//! Cache of loaded characters and the creation counter shown in world statistics.

use std::sync::atomic::{AtomicU64, Ordering};

use sea_orm::{DatabaseConnection, DbErr};

use crate::{
    cache::SnapshotMap, data::character::CharacterRepository, model::character::Character,
};

/// Characters keyed by Discord user ID.
///
/// Absence is cached too, so looking up a user without a character does not
/// hit the database on every button click.
pub struct CharacterCache {
    db: DatabaseConnection,
    characters: SnapshotMap<u64, Option<Character>>,
    total_created: AtomicU64,
}

impl CharacterCache {
    pub fn new(db: DatabaseConnection) -> Self {
        Self {
            db,
            characters: SnapshotMap::default(),
            total_created: AtomicU64::new(0),
        }
    }

    /// Character of a user, loading it on first access.
    ///
    /// # Returns
    /// - `Ok(Some(Character))` - The user has a character
    /// - `Ok(None)` - The user has not created a character yet
    /// - `Err(DbErr)` - Database error while loading
    pub async fn get(&self, discord_client_id: u64) -> Result<Option<Character>, DbErr> {
        if let Some(cached) = self.characters.get(&discord_client_id) {
            return Ok(cached);
        }

        let character = CharacterRepository::new(&self.db)
            .find(discord_client_id)
            .await?;

        self.characters
            .insert(discord_client_id, character.clone());

        Ok(character)
    }

    /// Saves a character and caches the saved state.
    pub async fn put(&self, character: Character) -> Result<(), DbErr> {
        CharacterRepository::new(&self.db).save(&character).await?;

        self.characters
            .insert(character.discord_client_id, Some(character));

        Ok(())
    }

    /// Saves a newly created character and counts it.
    pub async fn create(&self, character: Character) -> Result<(), DbErr> {
        self.put(character).await?;
        self.total_created.fetch_add(1, Ordering::Relaxed);

        Ok(())
    }

    /// Initialises the creation counter from the number of stored characters.
    pub async fn load_statistics(&self) -> Result<u64, DbErr> {
        let count = CharacterRepository::new(&self.db).count().await?;
        self.total_created.store(count, Ordering::Relaxed);

        Ok(count)
    }

    pub fn total_created(&self) -> u64 {
        self.total_created.load(Ordering::Relaxed)
    }
}
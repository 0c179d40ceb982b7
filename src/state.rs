//! Application state shared by the Discord handlers and the travel scheduler.
//!
//! The state is created once during startup. Every cache sits behind an `Arc` so
//! the bot handler and the scheduler job hold clones of the same caches.

use std::sync::Arc;

use sea_orm::DatabaseConnection;

use crate::{
    cache::{
        character::CharacterCache, server_settings::ServerSettingsCache, town::TownCache,
        translation::TranslationCache,
    },
    service::travel::TravelManager,
};

#[derive(Clone)]
pub struct AppState {
    /// Database connection pool, clones share the pool.
    pub db: DatabaseConnection,

    /// World map, loaded completely at startup.
    pub towns: Arc<TownCache>,

    /// Messages of every language, loaded completely at startup.
    pub translations: Arc<TranslationCache>,

    /// Per-server settings, loaded on first use.
    pub settings: Arc<ServerSettingsCache>,

    /// Characters, loaded on first use.
    pub characters: Arc<CharacterCache>,

    /// Journeys in progress. Not persisted; a restart ends every journey.
    pub travels: Arc<TravelManager>,
}

impl AppState {
    /// Creates the state with empty caches.
    ///
    /// # Arguments
    /// - `db` - Database connection pool
    pub fn new(db: DatabaseConnection) -> Self {
        Self {
            towns: Arc::new(TownCache::new()),
            translations: Arc::new(TranslationCache::new()),
            settings: Arc::new(ServerSettingsCache::new(db.clone())),
            characters: Arc::new(CharacterCache::new(db.clone())),
            travels: Arc::new(TravelManager::new()),
            db,
        }
    }
}
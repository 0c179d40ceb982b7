use entity::prelude::*;
use sea_orm::{sea_query::TableCreateStatement, EntityTrait, Schema};

use crate::{context::TestContext, error::TestError};

/// Builder for creating test contexts with customizable database schemas.
///
/// Provides a fluent interface for configuring test environments with in-memory SQLite
/// databases. Use the builder pattern to add entity tables, then call `build()` to
/// create the configured test context.
///
/// # Example
///
/// ```rust,ignore
/// use test_utils::builder::TestBuilder;
/// use entity::prelude::{Character, Inventory};
///
/// let test = TestBuilder::new()
///     .with_table(Character)
///     .with_table(Inventory)
///     .build()
///     .await?;
/// ```
pub struct TestBuilder {
    /// CREATE TABLE statements executed in insertion order during `build()`.
    tables: Vec<TableCreateStatement>,
}

impl Default for TestBuilder {
    fn default() -> Self {
        Self::new()
    }
}

impl TestBuilder {
    /// Creates a new test builder with no tables configured.
    ///
    /// # Returns
    /// - New `TestBuilder` instance with empty table configuration
    pub fn new() -> Self {
        Self { tables: Vec::new() }
    }

    /// Adds an entity table to the test database schema.
    ///
    /// Generates a CREATE TABLE statement from the provided SeaORM entity using SQLite
    /// backend syntax. Tables with foreign keys must be added after the tables they
    /// reference.
    ///
    /// # Arguments
    /// - `entity` - SeaORM entity model implementing `EntityTrait` to create table for
    ///
    /// # Returns
    /// - `Self` - Builder instance for method chaining
    pub fn with_table<E: EntityTrait>(mut self, entity: E) -> Self {
        let schema = Schema::new(sea_orm::DbBackend::Sqlite);
        self.tables.push(schema.create_table_from_entity(entity));
        self
    }

    /// Adds every table a character is stored in.
    ///
    /// - Character
    /// - CharacterSkill
    /// - CharacterGuild
    /// - Inventory
    ///
    /// # Returns
    /// - `Self` - Builder instance for method chaining
    pub fn with_character_tables(self) -> Self {
        self.with_table(Character)
            .with_table(CharacterSkill)
            .with_table(CharacterGuild)
            .with_table(Inventory)
    }

    /// Adds the town and connection tables in dependency order.
    pub fn with_town_tables(self) -> Self {
        self.with_table(Town).with_table(Connection)
    }

    /// Adds server settings with their guild role and chat room tables.
    pub fn with_server_settings_tables(self) -> Self {
        self.with_table(ServerSettings)
            .with_table(GuildRole)
            .with_table(ChatRoom)
    }

    /// Builds and initializes the test context with configured tables.
    ///
    /// Creates an in-memory SQLite database connection and executes all CREATE TABLE
    /// statements that were added via `with_table()`.
    ///
    /// # Returns
    /// - `Ok(TestContext)` - Fully initialized test context with database and tables ready
    /// - `Err(TestError::Database)`- Failed to connect to database or create tables
    pub async fn build(self) -> Result<TestContext, TestError> {
        let mut setup = TestContext::new();

        setup.with_tables(self.tables).await?;

        Ok(setup)
    }
}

- [ABOUT THIS TASK]: Reply with nothing but the number of lines in the entries that include "Ordering".

- [EXPECTED OUTPUT]: 4